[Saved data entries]

== Segment start ==

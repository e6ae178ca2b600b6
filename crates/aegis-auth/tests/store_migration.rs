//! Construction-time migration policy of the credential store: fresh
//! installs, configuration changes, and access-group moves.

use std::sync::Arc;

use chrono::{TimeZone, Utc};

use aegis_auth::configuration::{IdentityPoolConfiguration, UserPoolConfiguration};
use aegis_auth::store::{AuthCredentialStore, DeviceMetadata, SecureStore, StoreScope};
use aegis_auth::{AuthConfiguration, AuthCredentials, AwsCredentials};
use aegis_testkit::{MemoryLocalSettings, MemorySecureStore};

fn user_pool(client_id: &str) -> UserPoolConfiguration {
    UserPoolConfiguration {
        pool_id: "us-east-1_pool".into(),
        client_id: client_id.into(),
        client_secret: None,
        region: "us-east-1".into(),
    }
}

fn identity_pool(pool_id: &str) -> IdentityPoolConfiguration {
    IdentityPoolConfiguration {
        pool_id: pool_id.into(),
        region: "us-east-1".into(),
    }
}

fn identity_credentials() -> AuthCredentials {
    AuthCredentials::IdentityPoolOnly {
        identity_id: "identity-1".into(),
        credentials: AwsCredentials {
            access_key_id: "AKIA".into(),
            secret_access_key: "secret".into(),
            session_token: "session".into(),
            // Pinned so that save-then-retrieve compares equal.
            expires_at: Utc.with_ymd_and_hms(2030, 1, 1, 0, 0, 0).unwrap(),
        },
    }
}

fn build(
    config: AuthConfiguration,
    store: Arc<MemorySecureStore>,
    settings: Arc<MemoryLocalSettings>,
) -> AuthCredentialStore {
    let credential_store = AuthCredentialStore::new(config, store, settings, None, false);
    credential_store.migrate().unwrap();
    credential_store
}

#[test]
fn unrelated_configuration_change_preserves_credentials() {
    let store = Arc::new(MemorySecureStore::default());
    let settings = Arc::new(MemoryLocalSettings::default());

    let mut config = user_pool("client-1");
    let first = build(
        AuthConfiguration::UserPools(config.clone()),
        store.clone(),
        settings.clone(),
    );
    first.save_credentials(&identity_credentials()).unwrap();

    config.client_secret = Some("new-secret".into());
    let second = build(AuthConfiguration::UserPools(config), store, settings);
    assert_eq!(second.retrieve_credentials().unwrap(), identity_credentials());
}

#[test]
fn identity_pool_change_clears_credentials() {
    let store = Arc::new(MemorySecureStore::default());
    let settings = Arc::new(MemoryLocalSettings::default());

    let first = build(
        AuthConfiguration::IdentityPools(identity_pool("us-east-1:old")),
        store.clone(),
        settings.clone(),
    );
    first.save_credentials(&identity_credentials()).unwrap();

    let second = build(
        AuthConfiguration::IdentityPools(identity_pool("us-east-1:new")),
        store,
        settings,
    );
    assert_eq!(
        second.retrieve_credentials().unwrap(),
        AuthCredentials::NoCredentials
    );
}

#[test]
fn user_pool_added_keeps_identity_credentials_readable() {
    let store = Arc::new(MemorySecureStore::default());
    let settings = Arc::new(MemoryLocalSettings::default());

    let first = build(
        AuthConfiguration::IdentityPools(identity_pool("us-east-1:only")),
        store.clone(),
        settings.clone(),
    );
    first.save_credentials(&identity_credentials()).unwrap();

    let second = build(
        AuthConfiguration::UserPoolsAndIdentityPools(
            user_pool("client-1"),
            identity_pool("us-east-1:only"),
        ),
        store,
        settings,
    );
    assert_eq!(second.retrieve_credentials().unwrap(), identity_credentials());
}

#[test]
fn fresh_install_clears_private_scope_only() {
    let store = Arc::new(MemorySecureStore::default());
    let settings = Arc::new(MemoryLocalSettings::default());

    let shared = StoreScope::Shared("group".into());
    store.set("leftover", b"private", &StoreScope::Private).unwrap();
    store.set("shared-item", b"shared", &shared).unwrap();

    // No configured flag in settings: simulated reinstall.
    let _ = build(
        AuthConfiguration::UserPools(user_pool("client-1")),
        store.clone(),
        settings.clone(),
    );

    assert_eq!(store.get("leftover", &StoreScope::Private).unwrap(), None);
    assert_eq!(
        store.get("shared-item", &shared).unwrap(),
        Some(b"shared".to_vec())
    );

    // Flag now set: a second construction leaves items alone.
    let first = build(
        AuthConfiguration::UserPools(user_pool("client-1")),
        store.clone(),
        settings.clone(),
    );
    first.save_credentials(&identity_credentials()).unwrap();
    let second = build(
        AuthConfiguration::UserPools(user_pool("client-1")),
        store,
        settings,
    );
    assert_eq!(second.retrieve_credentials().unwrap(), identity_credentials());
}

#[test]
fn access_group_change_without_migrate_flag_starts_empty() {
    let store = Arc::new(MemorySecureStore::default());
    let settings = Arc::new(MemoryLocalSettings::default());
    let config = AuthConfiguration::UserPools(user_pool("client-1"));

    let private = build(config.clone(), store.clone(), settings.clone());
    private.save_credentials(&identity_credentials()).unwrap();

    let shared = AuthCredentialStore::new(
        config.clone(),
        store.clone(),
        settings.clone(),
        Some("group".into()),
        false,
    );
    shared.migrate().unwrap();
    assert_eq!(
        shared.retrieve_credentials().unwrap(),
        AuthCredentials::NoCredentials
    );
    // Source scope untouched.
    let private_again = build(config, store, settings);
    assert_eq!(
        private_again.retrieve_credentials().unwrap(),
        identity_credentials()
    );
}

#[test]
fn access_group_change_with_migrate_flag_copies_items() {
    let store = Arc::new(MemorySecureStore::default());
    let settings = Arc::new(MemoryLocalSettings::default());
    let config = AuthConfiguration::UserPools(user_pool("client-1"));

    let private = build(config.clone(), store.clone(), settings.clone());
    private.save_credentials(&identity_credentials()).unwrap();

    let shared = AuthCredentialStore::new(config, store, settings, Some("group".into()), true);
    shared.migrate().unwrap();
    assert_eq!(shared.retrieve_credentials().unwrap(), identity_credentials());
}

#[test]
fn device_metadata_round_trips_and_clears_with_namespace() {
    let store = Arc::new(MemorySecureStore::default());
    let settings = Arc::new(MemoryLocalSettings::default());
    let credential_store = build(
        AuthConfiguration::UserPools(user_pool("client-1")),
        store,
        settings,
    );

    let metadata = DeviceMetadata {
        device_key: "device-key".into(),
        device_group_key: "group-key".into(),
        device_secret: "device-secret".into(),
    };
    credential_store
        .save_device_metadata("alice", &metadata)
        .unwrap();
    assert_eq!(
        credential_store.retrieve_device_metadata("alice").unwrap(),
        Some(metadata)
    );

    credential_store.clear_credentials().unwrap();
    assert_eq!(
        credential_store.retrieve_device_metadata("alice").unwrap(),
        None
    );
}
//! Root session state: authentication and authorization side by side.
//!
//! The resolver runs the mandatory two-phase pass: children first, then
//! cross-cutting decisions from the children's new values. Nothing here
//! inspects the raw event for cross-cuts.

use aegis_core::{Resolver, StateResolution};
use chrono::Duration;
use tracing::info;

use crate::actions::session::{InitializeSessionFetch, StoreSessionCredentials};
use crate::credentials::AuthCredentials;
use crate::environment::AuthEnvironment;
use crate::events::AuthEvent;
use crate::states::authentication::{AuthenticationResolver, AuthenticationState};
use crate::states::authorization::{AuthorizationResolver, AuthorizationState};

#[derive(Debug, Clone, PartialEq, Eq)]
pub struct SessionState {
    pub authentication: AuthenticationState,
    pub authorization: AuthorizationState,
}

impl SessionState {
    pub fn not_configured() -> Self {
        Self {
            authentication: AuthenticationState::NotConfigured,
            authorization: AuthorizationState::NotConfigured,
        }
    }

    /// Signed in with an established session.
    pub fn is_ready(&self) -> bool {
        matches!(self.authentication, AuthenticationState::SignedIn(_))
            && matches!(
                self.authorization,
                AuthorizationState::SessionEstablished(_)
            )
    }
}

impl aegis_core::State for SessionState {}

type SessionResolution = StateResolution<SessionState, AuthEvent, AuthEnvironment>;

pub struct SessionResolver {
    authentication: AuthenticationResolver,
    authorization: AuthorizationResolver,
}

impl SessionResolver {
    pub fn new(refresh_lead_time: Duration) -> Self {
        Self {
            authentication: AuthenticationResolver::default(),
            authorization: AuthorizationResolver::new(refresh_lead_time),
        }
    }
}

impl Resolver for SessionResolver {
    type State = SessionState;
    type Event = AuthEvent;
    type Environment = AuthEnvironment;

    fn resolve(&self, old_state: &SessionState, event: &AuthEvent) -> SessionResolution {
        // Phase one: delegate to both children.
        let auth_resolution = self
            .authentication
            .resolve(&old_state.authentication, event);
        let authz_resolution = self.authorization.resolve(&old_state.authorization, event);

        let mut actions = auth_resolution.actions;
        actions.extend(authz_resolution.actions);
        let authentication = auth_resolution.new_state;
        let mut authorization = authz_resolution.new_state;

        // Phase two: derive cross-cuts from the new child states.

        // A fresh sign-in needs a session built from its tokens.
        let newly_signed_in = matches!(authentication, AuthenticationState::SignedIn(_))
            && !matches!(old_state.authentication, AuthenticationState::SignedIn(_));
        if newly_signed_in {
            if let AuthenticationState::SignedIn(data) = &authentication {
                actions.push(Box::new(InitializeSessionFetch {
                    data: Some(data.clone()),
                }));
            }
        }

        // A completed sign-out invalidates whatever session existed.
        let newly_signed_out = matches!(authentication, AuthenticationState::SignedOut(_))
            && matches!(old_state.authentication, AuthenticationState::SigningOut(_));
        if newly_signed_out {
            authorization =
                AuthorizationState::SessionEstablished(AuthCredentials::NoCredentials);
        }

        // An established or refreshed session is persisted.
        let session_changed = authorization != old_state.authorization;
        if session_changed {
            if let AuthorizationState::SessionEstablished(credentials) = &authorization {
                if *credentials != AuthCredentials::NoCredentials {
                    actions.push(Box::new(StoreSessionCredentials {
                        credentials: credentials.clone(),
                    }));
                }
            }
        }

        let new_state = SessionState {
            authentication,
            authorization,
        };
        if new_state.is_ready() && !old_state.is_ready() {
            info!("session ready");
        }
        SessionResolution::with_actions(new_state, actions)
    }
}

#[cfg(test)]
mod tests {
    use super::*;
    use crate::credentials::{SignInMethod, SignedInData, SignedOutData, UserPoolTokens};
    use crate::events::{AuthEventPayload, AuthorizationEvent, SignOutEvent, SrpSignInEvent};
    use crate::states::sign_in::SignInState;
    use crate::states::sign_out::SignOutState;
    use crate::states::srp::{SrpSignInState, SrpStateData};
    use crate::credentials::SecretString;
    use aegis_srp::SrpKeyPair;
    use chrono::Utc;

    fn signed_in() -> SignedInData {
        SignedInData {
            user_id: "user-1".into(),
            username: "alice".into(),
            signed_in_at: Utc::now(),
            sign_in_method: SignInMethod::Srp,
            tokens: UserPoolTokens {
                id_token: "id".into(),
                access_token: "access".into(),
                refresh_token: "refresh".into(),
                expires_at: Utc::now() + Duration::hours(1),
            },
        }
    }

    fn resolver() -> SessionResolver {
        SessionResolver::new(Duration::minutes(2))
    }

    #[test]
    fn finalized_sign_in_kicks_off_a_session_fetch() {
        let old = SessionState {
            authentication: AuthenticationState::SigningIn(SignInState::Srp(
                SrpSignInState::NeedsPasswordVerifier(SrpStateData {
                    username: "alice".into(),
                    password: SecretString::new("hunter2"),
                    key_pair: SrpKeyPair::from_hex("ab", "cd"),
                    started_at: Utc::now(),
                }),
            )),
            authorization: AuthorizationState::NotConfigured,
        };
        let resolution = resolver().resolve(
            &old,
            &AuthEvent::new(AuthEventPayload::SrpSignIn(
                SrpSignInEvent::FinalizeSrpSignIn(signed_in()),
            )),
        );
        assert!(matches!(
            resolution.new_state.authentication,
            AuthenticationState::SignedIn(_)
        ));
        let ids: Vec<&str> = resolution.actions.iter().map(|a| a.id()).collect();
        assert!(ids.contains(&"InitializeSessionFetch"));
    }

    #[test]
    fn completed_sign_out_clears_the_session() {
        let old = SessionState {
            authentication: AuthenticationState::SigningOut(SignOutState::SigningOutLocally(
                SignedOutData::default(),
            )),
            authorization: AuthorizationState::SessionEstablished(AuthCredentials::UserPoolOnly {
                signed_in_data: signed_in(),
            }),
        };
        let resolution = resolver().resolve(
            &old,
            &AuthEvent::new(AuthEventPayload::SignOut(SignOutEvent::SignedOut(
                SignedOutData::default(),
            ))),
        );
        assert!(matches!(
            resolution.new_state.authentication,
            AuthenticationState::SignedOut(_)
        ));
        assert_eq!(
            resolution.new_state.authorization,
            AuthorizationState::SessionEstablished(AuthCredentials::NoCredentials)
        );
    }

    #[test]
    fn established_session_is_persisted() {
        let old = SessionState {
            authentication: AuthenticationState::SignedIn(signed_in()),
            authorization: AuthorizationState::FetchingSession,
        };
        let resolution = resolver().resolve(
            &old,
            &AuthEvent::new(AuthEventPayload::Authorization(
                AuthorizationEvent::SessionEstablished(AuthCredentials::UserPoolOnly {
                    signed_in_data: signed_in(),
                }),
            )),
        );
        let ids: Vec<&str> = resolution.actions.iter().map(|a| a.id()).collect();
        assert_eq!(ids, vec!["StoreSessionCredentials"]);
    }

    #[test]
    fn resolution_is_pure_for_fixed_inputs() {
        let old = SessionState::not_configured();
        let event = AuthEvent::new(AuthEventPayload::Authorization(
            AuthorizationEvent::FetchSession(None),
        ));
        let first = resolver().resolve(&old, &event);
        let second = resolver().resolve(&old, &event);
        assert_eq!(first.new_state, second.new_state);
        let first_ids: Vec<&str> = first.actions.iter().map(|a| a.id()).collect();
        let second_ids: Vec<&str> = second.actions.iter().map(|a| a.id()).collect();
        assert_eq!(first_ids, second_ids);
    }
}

== Segment end ==

- [Exercise]
If a line in the records contains the word "AwsCredentials", copy it out.

- [Written solution]
use aegis_auth::{AuthConfiguration, AuthCredentials, AwsCredentials};
        credentials: AwsCredentials {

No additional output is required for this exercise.